[MATERIALS PROVIDED]:
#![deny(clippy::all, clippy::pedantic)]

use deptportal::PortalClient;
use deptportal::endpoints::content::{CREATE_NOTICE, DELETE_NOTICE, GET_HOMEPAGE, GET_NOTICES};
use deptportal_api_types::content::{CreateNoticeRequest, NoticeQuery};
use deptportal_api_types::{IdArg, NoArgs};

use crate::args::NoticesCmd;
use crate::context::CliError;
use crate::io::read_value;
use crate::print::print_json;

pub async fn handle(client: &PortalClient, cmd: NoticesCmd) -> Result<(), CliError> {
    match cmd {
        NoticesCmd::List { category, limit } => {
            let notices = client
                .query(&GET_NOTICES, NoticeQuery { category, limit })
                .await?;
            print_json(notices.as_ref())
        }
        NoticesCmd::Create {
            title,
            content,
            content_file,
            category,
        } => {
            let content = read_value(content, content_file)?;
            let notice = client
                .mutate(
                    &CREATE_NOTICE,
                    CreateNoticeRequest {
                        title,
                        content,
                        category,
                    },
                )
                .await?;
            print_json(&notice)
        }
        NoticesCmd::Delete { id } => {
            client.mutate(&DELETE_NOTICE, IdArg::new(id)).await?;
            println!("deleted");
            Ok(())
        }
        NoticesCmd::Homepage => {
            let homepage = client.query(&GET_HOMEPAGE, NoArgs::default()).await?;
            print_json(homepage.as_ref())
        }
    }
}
==
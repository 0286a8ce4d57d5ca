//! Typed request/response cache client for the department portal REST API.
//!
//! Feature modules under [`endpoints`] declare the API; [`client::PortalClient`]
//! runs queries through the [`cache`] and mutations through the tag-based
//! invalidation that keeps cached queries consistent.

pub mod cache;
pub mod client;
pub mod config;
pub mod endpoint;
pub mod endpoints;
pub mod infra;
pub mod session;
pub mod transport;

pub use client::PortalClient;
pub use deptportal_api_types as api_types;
--
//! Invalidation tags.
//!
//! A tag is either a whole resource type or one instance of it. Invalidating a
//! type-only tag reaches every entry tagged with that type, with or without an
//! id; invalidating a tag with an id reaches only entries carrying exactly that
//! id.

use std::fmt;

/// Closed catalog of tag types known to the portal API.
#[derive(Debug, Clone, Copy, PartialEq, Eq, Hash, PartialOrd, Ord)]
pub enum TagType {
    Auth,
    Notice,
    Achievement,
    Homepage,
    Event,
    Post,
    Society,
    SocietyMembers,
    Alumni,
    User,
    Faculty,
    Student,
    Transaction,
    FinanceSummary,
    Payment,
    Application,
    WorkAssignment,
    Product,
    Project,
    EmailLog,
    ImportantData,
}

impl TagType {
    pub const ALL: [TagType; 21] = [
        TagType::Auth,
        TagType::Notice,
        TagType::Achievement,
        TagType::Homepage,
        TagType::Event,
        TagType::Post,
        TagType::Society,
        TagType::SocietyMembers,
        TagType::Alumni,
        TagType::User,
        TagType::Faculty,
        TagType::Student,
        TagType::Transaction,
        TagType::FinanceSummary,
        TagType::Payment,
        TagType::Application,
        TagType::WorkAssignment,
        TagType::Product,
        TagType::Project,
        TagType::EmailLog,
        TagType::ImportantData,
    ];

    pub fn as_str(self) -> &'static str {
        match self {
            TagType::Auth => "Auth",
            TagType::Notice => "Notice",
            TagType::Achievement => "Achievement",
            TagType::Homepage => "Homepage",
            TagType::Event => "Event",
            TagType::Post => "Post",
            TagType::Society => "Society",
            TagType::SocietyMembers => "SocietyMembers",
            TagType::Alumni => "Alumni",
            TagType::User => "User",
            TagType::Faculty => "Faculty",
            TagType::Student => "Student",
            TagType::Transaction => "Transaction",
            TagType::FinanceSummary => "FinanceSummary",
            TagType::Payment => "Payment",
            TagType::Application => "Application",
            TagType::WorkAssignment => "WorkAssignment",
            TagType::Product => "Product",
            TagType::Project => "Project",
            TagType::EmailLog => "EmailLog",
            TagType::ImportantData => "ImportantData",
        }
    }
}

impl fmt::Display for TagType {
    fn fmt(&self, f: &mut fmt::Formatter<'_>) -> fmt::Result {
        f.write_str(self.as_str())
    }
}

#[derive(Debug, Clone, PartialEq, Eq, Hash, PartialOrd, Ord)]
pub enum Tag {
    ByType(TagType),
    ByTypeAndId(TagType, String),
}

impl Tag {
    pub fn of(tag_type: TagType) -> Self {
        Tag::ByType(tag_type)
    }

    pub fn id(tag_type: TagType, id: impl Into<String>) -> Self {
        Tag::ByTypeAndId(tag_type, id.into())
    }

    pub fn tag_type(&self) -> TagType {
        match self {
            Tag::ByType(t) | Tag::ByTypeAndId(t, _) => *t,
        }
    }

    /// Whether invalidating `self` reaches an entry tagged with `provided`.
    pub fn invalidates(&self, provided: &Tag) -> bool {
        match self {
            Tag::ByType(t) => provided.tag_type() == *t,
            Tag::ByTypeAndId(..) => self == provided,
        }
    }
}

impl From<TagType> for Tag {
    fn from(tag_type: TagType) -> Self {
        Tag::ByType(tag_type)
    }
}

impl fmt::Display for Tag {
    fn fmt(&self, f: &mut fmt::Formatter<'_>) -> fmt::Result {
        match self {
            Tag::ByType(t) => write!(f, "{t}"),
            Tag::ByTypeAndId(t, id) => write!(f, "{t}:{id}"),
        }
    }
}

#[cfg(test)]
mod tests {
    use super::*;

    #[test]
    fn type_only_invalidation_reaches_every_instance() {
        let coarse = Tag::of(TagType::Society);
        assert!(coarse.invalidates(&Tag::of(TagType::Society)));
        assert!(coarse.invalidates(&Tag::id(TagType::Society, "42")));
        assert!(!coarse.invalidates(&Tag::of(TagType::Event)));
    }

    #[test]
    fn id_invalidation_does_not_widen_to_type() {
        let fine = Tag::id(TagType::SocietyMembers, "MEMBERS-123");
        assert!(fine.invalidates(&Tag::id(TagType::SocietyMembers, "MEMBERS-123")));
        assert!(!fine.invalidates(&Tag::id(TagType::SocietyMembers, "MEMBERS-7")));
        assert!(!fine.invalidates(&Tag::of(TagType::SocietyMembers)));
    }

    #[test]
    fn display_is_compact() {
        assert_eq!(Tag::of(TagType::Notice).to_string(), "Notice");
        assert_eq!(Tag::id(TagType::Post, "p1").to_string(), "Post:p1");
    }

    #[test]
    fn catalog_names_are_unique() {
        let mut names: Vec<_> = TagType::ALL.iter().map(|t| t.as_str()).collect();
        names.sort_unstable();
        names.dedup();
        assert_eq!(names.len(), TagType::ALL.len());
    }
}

[ACTION ITEM]:
Find the word "impl" in the records. Copy every line it appears in.

[TASK RESULT]:
impl TagType {
impl fmt::Display for TagType {
impl Tag {
    pub fn id(tag_type: TagType, id: impl Into<String>) -> Self {
impl From<TagType> for Tag {
impl fmt::Display for Tag {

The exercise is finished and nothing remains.